Earll's 14-year-old son, Charles Frederick Earll, said that he'd eaten supper at his aunt's home and returned at around 10:30 p.m. He was awakened by the sound of his father asking, "Is your name Davis?" He said he saw the body in the hall but didn't hear his father make any exclamation about it. He, Charles Jr., said he didn't recall ever having seen the woman before.

Earl was shown a watch case and a small watch which had been found in the bureau of his office. He admitted that Etta had left it with him two or three weeks ago, "as she supposed, for the purpose of securing me for my services." When asked why he accepted the watch if he was treating Etta out of charity, he replied that the watch was precious to Etta and she wanted to get it repaired "and urged me to take possession of it and keep it for the present."

Etta's body was brought into Earll's office and placed on a table for the post-mortem examination. Etta was plump, weighing around 140 pounds. In her right hand was a bottle containing 3 or 4 drams of chloroform. Bloody froth was oozing from her nose. Her internal organs were normal and healthy except for inflamed reproductive organs.

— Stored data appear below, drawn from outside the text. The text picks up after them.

use crate::core::image::Asset;
use crate::core::library::{AuthorizationStatus, PhotoStore, StoreError};
use crate::core::thumbnail::render_thumbnail;
use chrono::{DateTime, Utc};
use image::{DynamicImage, ImageReader};
use std::collections::{BTreeSet, HashMap, HashSet};
use std::fs;
use std::io::ErrorKind;
use std::path::{Path, PathBuf};
use std::sync::{Mutex, MutexGuard, PoisonError};
use walkdir::WalkDir;

/// Directory deletions are staged into before being removed for good.
pub const STAGING_DIR: &str = ".cleanrs-staging";

/// Photo store backed by a directory tree of image files.
pub struct DirectoryStore {
    root: PathBuf,
    extensions: HashSet<String>,
    index: Mutex<HashMap<String, PathBuf>>,
}

impl DirectoryStore {
    pub fn new(root: impl Into<PathBuf>, extensions: &[String]) -> Self {
        Self {
            root: root.into(),
            extensions: extensions.iter().map(|ext| ext.to_lowercase()).collect(),
            index: Mutex::new(HashMap::new()),
        }
    }

    pub fn root(&self) -> &Path {
        &self.root
    }

    /// Stable identifier for a file, derived from its path under the root.
    pub fn asset_id(relative: &Path) -> String {
        let hash = blake3::hash(relative.to_string_lossy().as_bytes());
        hash.to_hex().as_str()[..32].to_string()
    }

    /// Path of a listed asset.
    pub fn path_of(&self, id: &str) -> Option<PathBuf> {
        self.index().get(id).cloned()
    }

    fn index(&self) -> MutexGuard<'_, HashMap<String, PathBuf>> {
        self.index.lock().unwrap_or_else(PoisonError::into_inner)
    }

    fn is_supported(&self, path: &Path) -> bool {
        path.extension()
            .and_then(|ext| ext.to_str())
            .map(|ext| self.extensions.contains(&ext.to_lowercase()))
            .unwrap_or(false)
    }

    fn resolve(&self, id: &str) -> Result<PathBuf, StoreError> {
        self.path_of(id)
            .ok_or_else(|| StoreError::NotFound { id: id.to_string() })
    }

    fn created_at(metadata: &fs::Metadata) -> Option<DateTime<Utc>> {
        metadata
            .created()
            .or_else(|_| metadata.modified())
            .ok()
            .map(DateTime::<Utc>::from)
    }

    fn roll_back(staged: &[(PathBuf, PathBuf)]) {
        for (original, staged_path) in staged.iter().rev() {
            if let Err(e) = fs::rename(staged_path, original) {
                log::warn!(
                    "Failed to restore {} → {}: {}",
                    staged_path.display(),
                    original.display(),
                    e
                );
            }
        }
    }
}

impl PhotoStore for DirectoryStore {
    fn authorize(&self) -> AuthorizationStatus {
        match fs::read_dir(&self.root) {
            Err(e) if e.kind() == ErrorKind::PermissionDenied => AuthorizationStatus::Denied,
            _ => AuthorizationStatus::Authorized,
        }
    }

    fn list_assets(&self) -> Result<Vec<Asset>, StoreError> {
        if !self.root.is_dir() {
            return Err(StoreError::Io(std::io::Error::new(
                ErrorKind::NotFound,
                format!("{} is not a directory", self.root.display()),
            )));
        }

        let mut found: Vec<(Asset, PathBuf, PathBuf)> = Vec::new();
        for entry in WalkDir::new(&self.root)
            .follow_links(false)
            .into_iter()
            .filter_entry(|entry| entry.file_name() != STAGING_DIR)
            .filter_map(|e| e.ok())
        {
            let path = entry.path();
            if !entry.file_type().is_file() || !self.is_supported(path) {
                continue;
            }

            let metadata = match entry.metadata() {
                Ok(metadata) => metadata,
                Err(e) => {
                    log::warn!("Could not read metadata for {}: {}", path.display(), e);
                    continue;
                }
            };

            let relative = path.strip_prefix(&self.root).unwrap_or(path).to_path_buf();
            let asset = Asset::new(
                Self::asset_id(&relative),
                Self::created_at(&metadata),
                metadata.len(),
            );
            found.push((asset, relative, path.to_path_buf()));
        }

        found.sort_by(|(a, a_rel, _), (b, b_rel, _)| {
            a.created_at.cmp(&b.created_at).then_with(|| a_rel.cmp(b_rel))
        });

        let mut index = self.index();
        index.clear();
        let assets = found
            .into_iter()
            .map(|(asset, _, path)| {
                index.insert(asset.id.clone(), path);
                asset
            })
            .collect();

        Ok(assets)
    }

    fn decode_thumbnail(&self, asset: &Asset, max_size: u32) -> Result<DynamicImage, StoreError> {
        let path = self.resolve(&asset.id)?;
        let decode_error = |message: String| StoreError::Decode {
            id: asset.id.clone(),
            message,
        };

        let image = ImageReader::open(&path)?
            .with_guessed_format()?
            .decode()
            .map_err(|e| decode_error(format!("{}: {}", path.display(), e)))?;

        Ok(render_thumbnail(image, max_size))
    }

    /// Stage every file, then remove the staged copies. A failure while
    /// staging puts back what was already moved.
    fn delete_assets(&self, ids: &BTreeSet<String>) -> Result<(), StoreError> {
        let targets: Vec<(String, PathBuf)> = ids
            .iter()
            .map(|id| self.resolve(id).map(|path| (id.clone(), path)))
            .collect::<Result<_, _>>()?;

        let staging = self.root.join(STAGING_DIR);
        fs::create_dir_all(&staging)?;

        let mut staged: Vec<(PathBuf, PathBuf)> = Vec::with_capacity(targets.len());
        for (id, path) in &targets {
            let staged_path = staging.join(id);
            if let Err(e) = fs::rename(path, &staged_path) {
                Self::roll_back(&staged);
                let _ = fs::remove_dir(&staging);
                return Err(StoreError::Rejected {
                    reason: format!("could not remove {}: {}", path.display(), e),
                });
            }
            staged.push((path.clone(), staged_path));
        }

        for (original, staged_path) in &staged {
            if let Err(e) = fs::remove_file(staged_path) {
                log::warn!(
                    "Removed {} from the library but could not discard {}: {}",
                    original.display(),
                    staged_path.display(),
                    e
                );
            }
        }
        let _ = fs::remove_dir(&staging);

        let mut index = self.index();
        for (id, _) in &targets {
            index.remove(id);
        }

        log::info!("Deleted {} photos from {}", targets.len(), self.root.display());
        Ok(())
    }
}

#[cfg(test)]
mod tests {
    use super::*;
    use image::{ImageBuffer, Rgb};
    use tempfile::TempDir;

    fn extensions() -> Vec<String> {
        crate::core::config::CleanerConfig::default().extensions
    }

    fn create_test_image(path: &Path, width: u32, height: u32, colour: [u8; 3]) {
        let img = ImageBuffer::from_pixel(width, height, Rgb(colour));
        img.save(path).unwrap();
    }

    fn list(store: &DirectoryStore) -> Vec<Asset> {
        store.list_assets().unwrap()
    }

    #[test]
    fn test_lists_supported_files_recursively() {
        let temp_dir = TempDir::new().unwrap();
        fs::create_dir(temp_dir.path().join("nested")).unwrap();
        create_test_image(&temp_dir.path().join("a.png"), 10, 10, [1, 2, 3]);
        create_test_image(&temp_dir.path().join("nested").join("b.PNG"), 10, 10, [1, 2, 3]);
        fs::write(temp_dir.path().join("notes.txt"), b"hello").unwrap();

        let store = DirectoryStore::new(temp_dir.path(), &extensions());
        let assets = list(&store);

        assert_eq!(assets.len(), 2);
        for asset in &assets {
            assert_eq!(asset.id.len(), 32);
            assert!(asset.size_bytes > 0);
            assert!(store.path_of(&asset.id).unwrap().exists());
        }
    }

    #[test]
    fn test_ids_are_stable_across_listings() {
        let temp_dir = TempDir::new().unwrap();
        create_test_image(&temp_dir.path().join("a.png"), 10, 10, [1, 2, 3]);

        let first = list(&DirectoryStore::new(temp_dir.path(), &extensions()));
        let second = list(&DirectoryStore::new(temp_dir.path(), &extensions()));
        assert_eq!(first[0].id, second[0].id);
        assert_eq!(first[0].id, DirectoryStore::asset_id(Path::new("a.png")));
    }

    #[test]
    fn test_decode_bounds_thumbnail_and_reports_corrupt_files() {
        let temp_dir = TempDir::new().unwrap();
        create_test_image(&temp_dir.path().join("big.png"), 640, 320, [9, 9, 9]);
        fs::write(temp_dir.path().join("broken.jpg"), b"not really a jpeg").unwrap();

        let store = DirectoryStore::new(temp_dir.path(), &extensions());
        let assets = list(&store);
        assert_eq!(assets.len(), 2);

        let big = DirectoryStore::asset_id(Path::new("big.png"));
        let broken = DirectoryStore::asset_id(Path::new("broken.jpg"));
        let find = |id: &str| assets.iter().find(|a| a.id == id).unwrap().clone();

        let thumbnail = store.decode_thumbnail(&find(&big), 200).unwrap();
        assert_eq!((thumbnail.width(), thumbnail.height()), (200, 100));
        assert!(matches!(
            store.decode_thumbnail(&find(&broken), 200),
            Err(StoreError::Decode { ref id, .. }) if *id == broken
        ));
    }

    #[test]
    fn test_delete_removes_files() {
        let temp_dir = TempDir::new().unwrap();
        let a = temp_dir.path().join("a.png");
        let b = temp_dir.path().join("b.png");
        create_test_image(&a, 10, 10, [1, 2, 3]);
        create_test_image(&b, 10, 10, [1, 2, 3]);

        let store = DirectoryStore::new(temp_dir.path(), &extensions());
        list(&store);

        let id = DirectoryStore::asset_id(Path::new("a.png"));
        store.delete_assets(&BTreeSet::from([id.clone()])).unwrap();

        assert!(!a.exists());
        assert!(b.exists());
        assert!(store.path_of(&id).is_none());
        assert!(!temp_dir.path().join(STAGING_DIR).exists());
        assert_eq!(list(&store).len(), 1);
    }

    #[test]
    fn test_failed_batch_leaves_library_untouched() {
        let temp_dir = TempDir::new().unwrap();
        let a = temp_dir.path().join("a.png");
        let b = temp_dir.path().join("b.png");
        create_test_image(&a, 10, 10, [1, 2, 3]);
        create_test_image(&b, 10, 10, [1, 2, 3]);

        let store = DirectoryStore::new(temp_dir.path(), &extensions());
        list(&store);

        // b disappears behind the store's back, so staging it fails.
        fs::remove_file(&b).unwrap();
        let ids = BTreeSet::from([
            DirectoryStore::asset_id(Path::new("a.png")),
            DirectoryStore::asset_id(Path::new("b.png")),
        ]);

        let err = store.delete_assets(&ids).unwrap_err();
        assert!(matches!(err, StoreError::Rejected { .. }));
        assert!(a.exists());
        assert!(!temp_dir.path().join(STAGING_DIR).exists());
    }

    #[test]
    fn test_unknown_id_fails_before_anything_moves() {
        let temp_dir = TempDir::new().unwrap();
        let a = temp_dir.path().join("a.png");
        create_test_image(&a, 10, 10, [1, 2, 3]);

        let store = DirectoryStore::new(temp_dir.path(), &extensions());
        list(&store);

        let ids = BTreeSet::from([
            DirectoryStore::asset_id(Path::new("a.png")),
            "unknown".to_string(),
        ]);
        assert!(matches!(
            store.delete_assets(&ids),
            Err(StoreError::NotFound { .. })
        ));
        assert!(a.exists());
    }

    #[test]
    fn test_missing_root_is_an_error() {
        let temp_dir = TempDir::new().unwrap();
        let store = DirectoryStore::new(temp_dir.path().join("missing"), &extensions());
        assert_eq!(store.authorize(), AuthorizationStatus::Authorized);
        assert!(store.list_assets().is_err());
    }
}
pub mod core;
pub mod services;

pub use crate::core::config::{CleanerConfig, ConfigError};
pub use crate::core::duplicate::{DepletionPolicy, DuplicateDetector, DuplicateGroup};
pub use crate::core::features::{Fingerprint, average_hash, average_hash_distance, extract_features};
pub use crate::core::image::{Asset, Photo};
pub use crate::core::key::FeatureKey;
pub use crate::core::library::{AuthorizationStatus, PhotoStore, StoreError};
pub use crate::core::planner::{DeletionMode, DeletionPlan};
pub use crate::core::scanner::{ScanError, ScanPhase, ScanProgress, ScanReport, ScannerService};
pub use crate::core::similarity::{SimilarityScorer, cosine_similarity};
pub use crate::core::state::{DuplicateSnapshot, DuplicateState, ScanStatus};
pub use crate::services::directory::DirectoryStore;
pub use crate::services::duplicates::{DeleteError, DeletionOutcome, DuplicateService};
pub use crate::services::memory::MemoryStore;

Bluthardt couldn't seem to make up his mind what had caused Etta's death. He said at an injection of water, which Earll said he'd administered, would constitute "no practice," not malpractice. But he also postulated that the injection might have caused sudden death from an embolism. But then, an embolism might have been caused by a disease of the blood vessels which would then throw off a clot. Bluthardt first sent a written opinion to the coroner giving peritonitis as the cause of death, but under questioning said that he should have added "and shock" either before of after "peritonitis." Her brains, lungs, and liver looked healthy but her stomach was irritated and her intestines and peritoneum were inflamed. He believed that her death was due to acute peri-metritis caused by an abortion attenpt. Etta was, he said, about three months into her pregnancy at the time of her death.

18-year-old, two months shy of turning 19

Earll's attorney, Gus Van Buren, admitted in court that his client had indeed performed a procedure on Etta Carl. As the Daily Inter Ocean reported, Van Buren "spoke of his client, Earll, as one who had intended to do the young woman a service and not an injury. It was a benevolent act, he said, that a doctor did when he sought to relieve a woman of shame and the possibility of dishonor and not a manevolent one. In this case the girl had come to him and begged to be relieved of her child. Earll had operated upon her, but his manipulations were harmless, and done with the attempt of leading her to believe that he was ridding her of the child, when in fact he was not doing so. Death came while she was in Earll's office. It was like a thunder-clap to him, startling in the extreme. He knew not what to do, and in a moment of thoughtlessness carried her into the hallway, where the police officer found him."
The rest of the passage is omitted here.